··· INFORMATION ···
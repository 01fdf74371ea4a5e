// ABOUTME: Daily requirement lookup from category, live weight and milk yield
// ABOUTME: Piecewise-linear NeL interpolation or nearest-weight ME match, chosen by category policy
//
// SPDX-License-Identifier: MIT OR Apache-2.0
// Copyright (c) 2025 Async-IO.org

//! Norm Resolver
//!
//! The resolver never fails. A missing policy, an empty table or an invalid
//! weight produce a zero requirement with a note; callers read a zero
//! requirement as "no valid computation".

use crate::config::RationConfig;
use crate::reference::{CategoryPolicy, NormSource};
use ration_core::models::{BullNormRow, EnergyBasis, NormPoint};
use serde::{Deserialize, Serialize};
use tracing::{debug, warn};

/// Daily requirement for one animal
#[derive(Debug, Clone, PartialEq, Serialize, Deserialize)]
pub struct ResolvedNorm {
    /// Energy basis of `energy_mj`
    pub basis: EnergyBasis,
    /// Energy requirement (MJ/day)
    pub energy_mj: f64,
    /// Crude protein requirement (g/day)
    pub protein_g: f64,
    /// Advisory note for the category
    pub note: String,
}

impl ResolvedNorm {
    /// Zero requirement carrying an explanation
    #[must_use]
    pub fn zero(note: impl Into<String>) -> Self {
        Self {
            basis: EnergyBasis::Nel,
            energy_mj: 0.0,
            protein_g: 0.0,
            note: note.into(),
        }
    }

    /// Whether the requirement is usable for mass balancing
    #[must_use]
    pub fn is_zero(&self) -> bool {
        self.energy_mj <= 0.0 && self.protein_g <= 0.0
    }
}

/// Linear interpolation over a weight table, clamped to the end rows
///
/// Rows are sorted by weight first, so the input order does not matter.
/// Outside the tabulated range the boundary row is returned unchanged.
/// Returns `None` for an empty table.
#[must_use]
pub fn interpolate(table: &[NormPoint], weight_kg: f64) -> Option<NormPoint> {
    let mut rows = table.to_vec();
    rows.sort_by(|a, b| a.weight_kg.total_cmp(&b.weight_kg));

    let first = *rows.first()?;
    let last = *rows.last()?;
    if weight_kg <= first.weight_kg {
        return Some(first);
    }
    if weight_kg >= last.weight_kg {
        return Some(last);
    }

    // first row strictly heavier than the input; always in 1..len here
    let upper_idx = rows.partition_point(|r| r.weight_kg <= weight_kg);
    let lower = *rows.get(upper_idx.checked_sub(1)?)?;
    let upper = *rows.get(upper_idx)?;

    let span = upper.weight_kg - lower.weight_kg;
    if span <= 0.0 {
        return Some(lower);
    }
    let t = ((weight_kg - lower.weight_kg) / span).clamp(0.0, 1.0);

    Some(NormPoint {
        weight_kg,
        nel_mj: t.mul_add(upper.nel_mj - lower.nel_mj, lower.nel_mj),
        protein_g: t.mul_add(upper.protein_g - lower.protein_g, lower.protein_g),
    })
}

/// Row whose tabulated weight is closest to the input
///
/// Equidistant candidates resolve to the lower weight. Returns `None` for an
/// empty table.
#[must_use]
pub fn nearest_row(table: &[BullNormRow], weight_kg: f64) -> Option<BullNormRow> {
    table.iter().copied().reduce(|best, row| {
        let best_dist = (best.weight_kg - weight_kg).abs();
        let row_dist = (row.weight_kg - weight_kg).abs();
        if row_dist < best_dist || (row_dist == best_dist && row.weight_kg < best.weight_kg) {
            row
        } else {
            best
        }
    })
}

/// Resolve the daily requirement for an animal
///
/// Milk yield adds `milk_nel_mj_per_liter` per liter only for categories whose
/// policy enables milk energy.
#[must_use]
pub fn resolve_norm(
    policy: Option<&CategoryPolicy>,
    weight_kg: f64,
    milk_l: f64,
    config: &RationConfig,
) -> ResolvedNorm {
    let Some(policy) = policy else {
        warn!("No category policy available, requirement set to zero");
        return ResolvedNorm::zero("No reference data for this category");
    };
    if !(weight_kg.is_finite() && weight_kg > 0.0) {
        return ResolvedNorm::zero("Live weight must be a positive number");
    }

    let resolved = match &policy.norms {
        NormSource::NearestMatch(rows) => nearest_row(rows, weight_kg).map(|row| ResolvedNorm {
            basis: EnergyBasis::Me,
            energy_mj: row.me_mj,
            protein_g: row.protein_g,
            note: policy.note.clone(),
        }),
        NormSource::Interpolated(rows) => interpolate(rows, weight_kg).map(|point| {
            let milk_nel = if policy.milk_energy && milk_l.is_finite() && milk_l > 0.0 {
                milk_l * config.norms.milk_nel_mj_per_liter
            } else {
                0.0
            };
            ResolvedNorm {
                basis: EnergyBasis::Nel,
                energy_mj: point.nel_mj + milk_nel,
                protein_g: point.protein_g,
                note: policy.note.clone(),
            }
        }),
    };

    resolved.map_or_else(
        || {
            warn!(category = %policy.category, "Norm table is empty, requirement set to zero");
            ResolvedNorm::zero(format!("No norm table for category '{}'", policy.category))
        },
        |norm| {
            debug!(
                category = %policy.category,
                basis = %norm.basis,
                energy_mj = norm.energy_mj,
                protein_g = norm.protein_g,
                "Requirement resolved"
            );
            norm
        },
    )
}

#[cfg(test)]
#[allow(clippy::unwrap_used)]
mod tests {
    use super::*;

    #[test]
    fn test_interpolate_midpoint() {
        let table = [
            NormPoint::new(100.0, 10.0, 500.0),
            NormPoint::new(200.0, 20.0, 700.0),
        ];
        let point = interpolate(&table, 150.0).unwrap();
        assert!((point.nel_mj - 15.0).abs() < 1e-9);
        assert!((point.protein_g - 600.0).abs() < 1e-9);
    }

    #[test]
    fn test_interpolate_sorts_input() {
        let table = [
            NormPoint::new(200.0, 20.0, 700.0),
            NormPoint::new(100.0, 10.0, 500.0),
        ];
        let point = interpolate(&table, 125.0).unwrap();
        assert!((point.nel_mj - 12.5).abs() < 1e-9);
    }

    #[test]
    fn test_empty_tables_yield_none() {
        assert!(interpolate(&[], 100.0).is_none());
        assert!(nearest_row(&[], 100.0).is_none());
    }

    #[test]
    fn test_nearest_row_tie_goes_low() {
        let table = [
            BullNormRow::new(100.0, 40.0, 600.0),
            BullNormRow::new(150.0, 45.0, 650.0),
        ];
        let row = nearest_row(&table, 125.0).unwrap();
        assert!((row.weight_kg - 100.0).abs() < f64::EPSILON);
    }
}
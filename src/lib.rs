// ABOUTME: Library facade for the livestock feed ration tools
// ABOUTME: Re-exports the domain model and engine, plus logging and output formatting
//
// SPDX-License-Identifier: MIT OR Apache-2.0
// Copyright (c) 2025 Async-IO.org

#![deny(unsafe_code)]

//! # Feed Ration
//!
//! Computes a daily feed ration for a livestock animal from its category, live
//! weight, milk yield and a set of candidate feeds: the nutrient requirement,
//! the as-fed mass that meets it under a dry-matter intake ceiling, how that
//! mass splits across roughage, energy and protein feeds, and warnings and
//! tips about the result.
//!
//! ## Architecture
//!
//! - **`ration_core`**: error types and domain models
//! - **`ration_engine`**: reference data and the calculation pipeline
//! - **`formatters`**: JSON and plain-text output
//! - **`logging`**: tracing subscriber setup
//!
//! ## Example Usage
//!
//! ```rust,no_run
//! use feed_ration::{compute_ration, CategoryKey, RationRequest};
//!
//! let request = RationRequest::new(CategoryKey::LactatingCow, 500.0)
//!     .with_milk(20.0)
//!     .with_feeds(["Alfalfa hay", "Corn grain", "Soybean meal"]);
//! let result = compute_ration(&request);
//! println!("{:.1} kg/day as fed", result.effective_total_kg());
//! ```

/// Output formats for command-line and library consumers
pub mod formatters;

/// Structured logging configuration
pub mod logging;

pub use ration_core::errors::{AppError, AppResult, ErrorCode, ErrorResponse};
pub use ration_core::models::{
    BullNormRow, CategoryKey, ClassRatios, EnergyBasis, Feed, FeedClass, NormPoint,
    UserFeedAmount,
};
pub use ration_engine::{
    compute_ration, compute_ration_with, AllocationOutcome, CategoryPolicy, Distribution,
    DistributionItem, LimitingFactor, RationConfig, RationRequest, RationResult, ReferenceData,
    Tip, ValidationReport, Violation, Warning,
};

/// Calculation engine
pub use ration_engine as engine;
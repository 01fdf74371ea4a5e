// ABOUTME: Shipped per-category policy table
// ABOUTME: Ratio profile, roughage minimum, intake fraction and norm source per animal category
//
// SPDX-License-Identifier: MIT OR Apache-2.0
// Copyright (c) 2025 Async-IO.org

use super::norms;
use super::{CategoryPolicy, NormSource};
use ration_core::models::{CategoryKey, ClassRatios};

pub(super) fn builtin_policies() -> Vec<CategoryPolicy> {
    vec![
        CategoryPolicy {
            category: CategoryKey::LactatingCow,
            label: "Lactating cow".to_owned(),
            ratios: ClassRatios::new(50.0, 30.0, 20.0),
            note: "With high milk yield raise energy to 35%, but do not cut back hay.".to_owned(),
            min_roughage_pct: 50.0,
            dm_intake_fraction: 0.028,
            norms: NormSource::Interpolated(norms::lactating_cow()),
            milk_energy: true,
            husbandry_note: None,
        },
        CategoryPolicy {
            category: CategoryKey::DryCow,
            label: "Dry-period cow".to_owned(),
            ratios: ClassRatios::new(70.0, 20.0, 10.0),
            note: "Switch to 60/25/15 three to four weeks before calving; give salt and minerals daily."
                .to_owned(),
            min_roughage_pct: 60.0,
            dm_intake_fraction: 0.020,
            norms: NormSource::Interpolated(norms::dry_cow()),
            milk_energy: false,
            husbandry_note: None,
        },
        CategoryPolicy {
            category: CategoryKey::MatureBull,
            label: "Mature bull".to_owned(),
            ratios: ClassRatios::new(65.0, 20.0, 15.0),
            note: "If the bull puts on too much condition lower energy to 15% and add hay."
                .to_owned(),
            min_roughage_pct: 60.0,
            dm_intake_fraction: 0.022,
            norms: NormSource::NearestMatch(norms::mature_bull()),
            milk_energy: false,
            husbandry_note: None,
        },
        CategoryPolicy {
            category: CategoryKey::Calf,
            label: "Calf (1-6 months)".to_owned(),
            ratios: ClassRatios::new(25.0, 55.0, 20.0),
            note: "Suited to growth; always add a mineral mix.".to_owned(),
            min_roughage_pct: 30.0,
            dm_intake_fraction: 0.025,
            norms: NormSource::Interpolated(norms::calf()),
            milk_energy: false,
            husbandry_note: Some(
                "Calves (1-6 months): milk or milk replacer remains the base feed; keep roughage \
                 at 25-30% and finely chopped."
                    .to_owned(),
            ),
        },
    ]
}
···
- [WHAT THE TASK ASKS]:
Working through the records, copy each line in which the word "logging" appears.

- [RESPONSE]:
// ABOUTME: Re-exports the domain model and engine, plus logging and output formatting
//! - **`logging`**: tracing subscriber setup
/// Structured logging configuration
pub mod logging;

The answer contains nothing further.